Dataset entries:
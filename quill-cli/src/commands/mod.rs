//! CLI command implementations.

pub mod eval;
pub mod parse;
pub mod repl;
pub mod scope;
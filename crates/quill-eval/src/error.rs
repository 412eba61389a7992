//! Evaluation errors.

use quill_common::Span;
use quill_env::EnvError;
use quill_scope::ScopeError;
use quill_tree::TreeError;
use thiserror::Error;

/// Evaluation errors. Missing bindings are not errors: they leave the
/// evaluation unresolved.
#[derive(Debug, Error)]
pub enum EvalError {
    #[error("operator not implemented: {left} {op} {right}")]
    OperatorNotImplemented {
        op: &'static str,
        left: &'static str,
        right: &'static str,
        span: Span,
    },

    #[error("type mismatch: {message}")]
    TypeMismatch { message: String, span: Span },

    #[error("cannot roll {size} dice at once (limit {limit})")]
    TooManyDice { size: u32, limit: u32, span: Span },

    #[error(transparent)]
    Tree(#[from] TreeError),

    #[error(transparent)]
    Scope(#[from] ScopeError),

    #[error(transparent)]
    Env(#[from] EnvError),
}

impl EvalError {
    /// Source span of the failing node, when it has one.
    pub fn span(&self) -> Option<Span> {
        let span = match self {
            EvalError::OperatorNotImplemented { span, .. }
            | EvalError::TypeMismatch { span, .. }
            | EvalError::TooManyDice { span, .. } => *span,
            EvalError::Scope(error) => error.span(),
            EvalError::Tree(_) | EvalError::Env(_) => return None,
        };
        (!span.is_dummy()).then_some(span)
    }
}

Task directions. Return every line of the data above in which "filename" appears.

Response box.
filename quill-cli/src/commands/mod.rs
filename crates/quill-eval/src/error.rs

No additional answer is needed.